--- INFORMATION SHOWN ---

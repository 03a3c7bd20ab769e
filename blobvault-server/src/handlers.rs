use std::sync::Arc;

use axum::body::Body;
use axum::extract::{Multipart, Path, State};
use axum::http::{header, HeaderMap, StatusCode};
use axum::response::{IntoResponse, Response};
use axum::Json;
use blobvault_datastore::{Error as CoreError, IngestPipeline};
use futures::StreamExt;
use serde_json::json;
use tokio_util::io::{ReaderStream, StreamReader};
use uuid::Uuid;

use crate::error::ApiError;
use crate::AppState;

pub async fn healthz() -> StatusCode {
    StatusCode::OK
}

pub async fn upload(
    State(state): State<Arc<AppState>>,
    headers: HeaderMap,
    mut multipart: Multipart,
) -> Result<Response, ApiError> {
    let content_type = headers
        .get(header::CONTENT_TYPE)
        .and_then(|v| v.to_str().ok())
        .unwrap_or("");
    if !content_type.starts_with("multipart/form-data") {
        return Err(CoreError::UnsupportedMediaType.into());
    }

    let mut override_filename: Option<String> = None;
    let mut file_field = None;
    while let Some(field) = multipart
        .next_field()
        .await
        .map_err(|err| CoreError::InvalidInput(format!("malformed multipart body: {err}")))?
    {
        match field.name() {
            Some("filename") => {
                let text = field
                    .text()
                    .await
                    .map_err(|err| CoreError::InvalidInput(format!("invalid filename field: {err}")))?;
                if !text.is_empty() {
                    override_filename = Some(text);
                }
            }
            Some("file") => {
                file_field = Some(field);
                break;
            }
            _ => {}
        }
    }

    let field = file_field.ok_or_else(|| CoreError::InvalidInput("missing 'file' field".into()))?;
    let filename = override_filename
        .or_else(|| field.file_name().map(String::from))
        .ok_or_else(|| CoreError::InvalidInput("no filename provided".into()))?;

    let file_record = state.index.create_file(&filename).await?;
    let file_id = file_record.id;

    let max_bytes = state.config.max_upload_bytes;
    let mut seen: u64 = 0;
    let byte_stream = field.map(move |chunk| {
        let bytes = chunk.map_err(|err| std::io::Error::other(err.to_string()))?;
        seen += bytes.len() as u64;
        if seen > max_bytes {
            return Err(std::io::Error::other("upload exceeds configured size limit"));
        }
        Ok(bytes)
    });
    let reader = StreamReader::new(byte_stream);

    let pipeline = IngestPipeline::new(
        state.chunk_store.clone(),
        state.index.clone(),
        state.index.clone(),
        state.config.ingest_config(),
    );

    match pipeline.run(file_id, reader).await {
        Ok(stats) => {
            state.index.update_totals(file_id, stats.total_size).await?;
            log::info!(
                "ingest finished: file={file_id} filename={filename:?} total_size={} chunks={} unique_written={} dedupe_saved={}",
                stats.total_size,
                stats.chunks_count,
                stats.unique_chunks_written,
                stats.dedupe_saved_bytes,
            );
            Ok((
                StatusCode::CREATED,
                Json(json!({
                    "code": 201,
                    "status": "Success!",
                    "data": {
                        "file_id": file_id,
                        "total_size": stats.total_size,
                        "chunks_count": stats.chunks_count,
                        "unique_chunks_written": stats.unique_chunks_written,
                        "dedupe_saved_bytes": stats.dedupe_saved_bytes,
                    }
                })),
            )
                .into_response())
        }
        Err(err) => {
            log::warn!("ingest failed for file {file_id}: {err}");
            state.index.delete_file_best_effort(file_id).await;
            let core_err = if err.to_string().contains("exceeds configured size limit") {
                CoreError::TooLarge
            } else {
                err
            };
            Err(core_err.into())
        }
    }
}

pub async fn list_files(State(state): State<Arc<AppState>>) -> Result<Response, ApiError> {
    let files = state.index.list_files().await?;
    Ok(Json(files).into_response())
}

pub async fn file_metadata(
    State(state): State<Arc<AppState>>,
    Path(id): Path<Uuid>,
) -> Result<Response, ApiError> {
    let metadata = state.index.find_metadata(id).await?;
    Ok(Json(metadata).into_response())
}

pub async fn download(
    State(state): State<Arc<AppState>>,
    Path(id): Path<Uuid>,
) -> Result<Response, ApiError> {
    let file = state.index.find_file(id).await?;
    let total_size = u64::try_from(file.total_size)
        .map_err(|_| CoreError::Internal(anyhow::anyhow!("negative total_size in database")))?;

    let (writer, reader) = tokio::io::duplex(state.config.stream_buffer_bytes);
    let assembler = state.stream_assembler.clone();
    tokio::spawn(async move {
        if let Err(err) = assembler.stream(id, writer).await {
            log::error!("streaming file {id} failed: {err}");
        }
    });

    let body = Body::from_stream(ReaderStream::new(reader));

    let response = Response::builder()
        .status(StatusCode::OK)
        .header(header::CONTENT_TYPE, "application/octet-stream")
        .header(header::CONTENT_LENGTH, total_size)
        .header(
            header::CONTENT_DISPOSITION,
            format!("attachment; filename=\"{}\"", file.filename.replace('"', "")),
        )
        .body(body)
        .map_err(|err| CoreError::Internal(err.into()))?;

    Ok(response)
}

pub async fn delete_file(
    State(state): State<Arc<AppState>>,
    Path(id): Path<Uuid>,
) -> Result<Response, ApiError> {
    let result = state.gc.delete_file(id).await?;
    Ok(Json(json!({
        "file_id": id,
        "orphan_chunks_deleted": result.orphan_chunks_deleted,
        "orphan_bytes_deleted": result.orphan_bytes_deleted,
    }))
    .into_response())
}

---

» YOUR OBJECTIVE
Take the entries and print them exactly. Keep every line.

» SOLUTION
repository 03a3c7bd20ab769e
filename blobvault-server/src/handlers.rs
use std::sync::Arc;

use axum::body::Body;
use axum::extract::{Multipart, Path, State};
use axum::http::{header, HeaderMap, StatusCode};
use axum::response::{IntoResponse, Response};
use axum::Json;
use blobvault_datastore::{Error as CoreError, IngestPipeline};
use futures::StreamExt;
use serde_json::json;
use tokio_util::io::{ReaderStream, StreamReader};
use uuid::Uuid;

use crate::error::ApiError;
use crate::AppState;

pub async fn healthz() -> StatusCode {
    StatusCode::OK
}

pub async fn upload(
    State(state): State<Arc<AppState>>,
    headers: HeaderMap,
    mut multipart: Multipart,
) -> Result<Response, ApiError> {
    let content_type = headers
        .get(header::CONTENT_TYPE)
        .and_then(|v| v.to_str().ok())
        .unwrap_or("");
    if !content_type.starts_with("multipart/form-data") {
        return Err(CoreError::UnsupportedMediaType.into());
    }

    let mut override_filename: Option<String> = None;
    let mut file_field = None;
    while let Some(field) = multipart
        .next_field()
        .await
        .map_err(|err| CoreError::InvalidInput(format!("malformed multipart body: {err}")))?
    {
        match field.name() {
            Some("filename") => {
                let text = field
                    .text()
                    .await
                    .map_err(|err| CoreError::InvalidInput(format!("invalid filename field: {err}")))?;
                if !text.is_empty() {
                    override_filename = Some(text);
                }
            }
            Some("file") => {
                file_field = Some(field);
                break;
            }
            _ => {}
        }
    }

    let field = file_field.ok_or_else(|| CoreError::InvalidInput("missing 'file' field".into()))?;
    let filename = override_filename
        .or_else(|| field.file_name().map(String::from))
        .ok_or_else(|| CoreError::InvalidInput("no filename provided".into()))?;

    let file_record = state.index.create_file(&filename).await?;
    let file_id = file_record.id;

    let max_bytes = state.config.max_upload_bytes;
    let mut seen: u64 = 0;
    let byte_stream = field.map(move |chunk| {
        let bytes = chunk.map_err(|err| std::io::Error::other(err.to_string()))?;
        seen += bytes.len() as u64;
        if seen > max_bytes {
            return Err(std::io::Error::other("upload exceeds configured size limit"));
        }
        Ok(bytes)
    });
    let reader = StreamReader::new(byte_stream);

    let pipeline = IngestPipeline::new(
        state.chunk_store.clone(),
        state.index.clone(),
        state.index.clone(),
        state.config.ingest_config(),
    );

    match pipeline.run(file_id, reader).await {
        Ok(stats) => {
            state.index.update_totals(file_id, stats.total_size).await?;
            log::info!(
                "ingest finished: file={file_id} filename={filename:?} total_size={} chunks={} unique_written={} dedupe_saved={}",
                stats.total_size,
                stats.chunks_count,
                stats.unique_chunks_written,
                stats.dedupe_saved_bytes,
            );
            Ok((
                StatusCode::CREATED,
                Json(json!({
                    "code": 201,
                    "status": "Success!",
                    "data": {
                        "file_id": file_id,
                        "total_size": stats.total_size,
                        "chunks_count": stats.chunks_count,
                        "unique_chunks_written": stats.unique_chunks_written,
                        "dedupe_saved_bytes": stats.dedupe_saved_bytes,
                    }
                })),
            )
                .into_response())
        }
        Err(err) => {
            log::warn!("ingest failed for file {file_id}: {err}");
            state.index.delete_file_best_effort(file_id).await;
            let core_err = if err.to_string().contains("exceeds configured size limit") {
                CoreError::TooLarge
            } else {
                err
            };
            Err(core_err.into())
        }
    }
}

pub async fn list_files(State(state): State<Arc<AppState>>) -> Result<Response, ApiError> {
    let files = state.index.list_files().await?;
    Ok(Json(files).into_response())
}

pub async fn file_metadata(
    State(state): State<Arc<AppState>>,
    Path(id): Path<Uuid>,
) -> Result<Response, ApiError> {
    let metadata = state.index.find_metadata(id).await?;
    Ok(Json(metadata).into_response())
}

pub async fn download(
    State(state): State<Arc<AppState>>,
    Path(id): Path<Uuid>,
) -> Result<Response, ApiError> {
    let file = state.index.find_file(id).await?;
    let total_size = u64::try_from(file.total_size)
        .map_err(|_| CoreError::Internal(anyhow::anyhow!("negative total_size in database")))?;

    let (writer, reader) = tokio::io::duplex(state.config.stream_buffer_bytes);
    let assembler = state.stream_assembler.clone();
    tokio::spawn(async move {
        if let Err(err) = assembler.stream(id, writer).await {
            log::error!("streaming file {id} failed: {err}");
        }
    });

    let body = Body::from_stream(ReaderStream::new(reader));

    let response = Response::builder()
        .status(StatusCode::OK)
        .header(header::CONTENT_TYPE, "application/octet-stream")
        .header(header::CONTENT_LENGTH, total_size)
        .header(
            header::CONTENT_DISPOSITION,
            format!("attachment; filename=\"{}\"", file.filename.replace('"', "")),
        )
        .body(body)
        .map_err(|err| CoreError::Internal(err.into()))?;

    Ok(response)
}

pub async fn delete_file(
    State(state): State<Arc<AppState>>,
    Path(id): Path<Uuid>,
) -> Result<Response, ApiError> {
    let result = state.gc.delete_file(id).await?;
    Ok(Json(json!({
        "file_id": id,
        "orphan_chunks_deleted": result.orphan_chunks_deleted,
        "orphan_bytes_deleted": result.orphan_bytes_deleted,
    }))
    .into_response())
}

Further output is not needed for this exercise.